Seven months ago, Fireworks AI closed a $250 million Series C at a $4 billion valuation. On May 27, Bloomberg reported the company is in talks to raise a new round at $15 billion. That is not a rounding error — it is a nearly fourfold jump in the price of the same company inside the same market cycle. Understanding why requires setting aside the headline and examining what actually changed: not Fireworks, but the market’s understanding of what AI inference infrastructure is worth.
Inference is the unglamorous half of the AI stack. Training gets the announcements and the Nobel prizes. Inference is what happens every time a user sends a message, a recommendation engine scores a product, or an enterprise agent executes a workflow. It is the process of running a trained model against new inputs — and it is where the actual cost of AI lives. As enterprise adoption has scaled from experiment to production, inference has quietly become one of the largest and fastest-growing spending categories in technology. The market for running AI models was valued at roughly $104 billion in 2025 and is projected to reach more than $312 billion by 2034. That trajectory is the bet Fireworks is pricing itself against.
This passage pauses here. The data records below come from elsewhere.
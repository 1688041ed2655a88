//! The [`GridCell`] type: static terrain data for one grid position.

use crate::area::AreaMask;

/// Terrain data of a single cell.
///
/// The default cell has zero clearance and no terrain bits, so it is
/// impassable for every unit.
#[derive(Copy, Clone, Debug, Default, PartialEq, Eq, Hash)]
#[cfg_attr(feature = "serde", derive(serde::Serialize, serde::Deserialize))]
pub struct GridCell {
    /// Free space around the cell, compared against a unit's size.
    pub clearance: u32,
    /// Terrain types this cell belongs to.
    pub area: AreaMask,
}

impl GridCell {
    /// Create a cell from its clearance and terrain mask.
    #[inline]
    pub const fn new(clearance: u32, area: AreaMask) -> Self {
        Self { clearance, area }
    }

    /// Set the clearance (builder).
    #[inline]
    pub const fn with_clearance(mut self, clearance: u32) -> Self {
        self.clearance = clearance;
        self
    }

    /// Set the terrain mask (builder).
    #[inline]
    pub const fn with_area(mut self, area: AreaMask) -> Self {
        self.area = area;
        self
    }

    /// Whether a unit of `size` with `capabilities` may stand on this cell.
    ///
    /// Terrain compatibility (a shared bit) and clearance are independent
    /// filters; both must hold.
    #[inline]
    pub const fn admits(self, capabilities: AreaMask, size: u32) -> bool {
        self.area.intersects(capabilities) && self.clearance >= size
    }
}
What Fireworks Actually Sells
Fireworks was founded in 2022 by seven engineers who built PyTorch at Meta. Lin Qiao, the CEO, was previously Head of PyTorch at Meta. Her co-founders ran the PyTorch compiler, core maintenance, and ads infrastructure teams before leaving to rebuild the same stack outside the walls of a hyperscaler. The founding logic was straightforward: the people who built the most widely used AI training framework in the world understood, better than anyone, where the bottlenecks in production inference would appear. They built a company to solve them before the rest of the market recognized the problem.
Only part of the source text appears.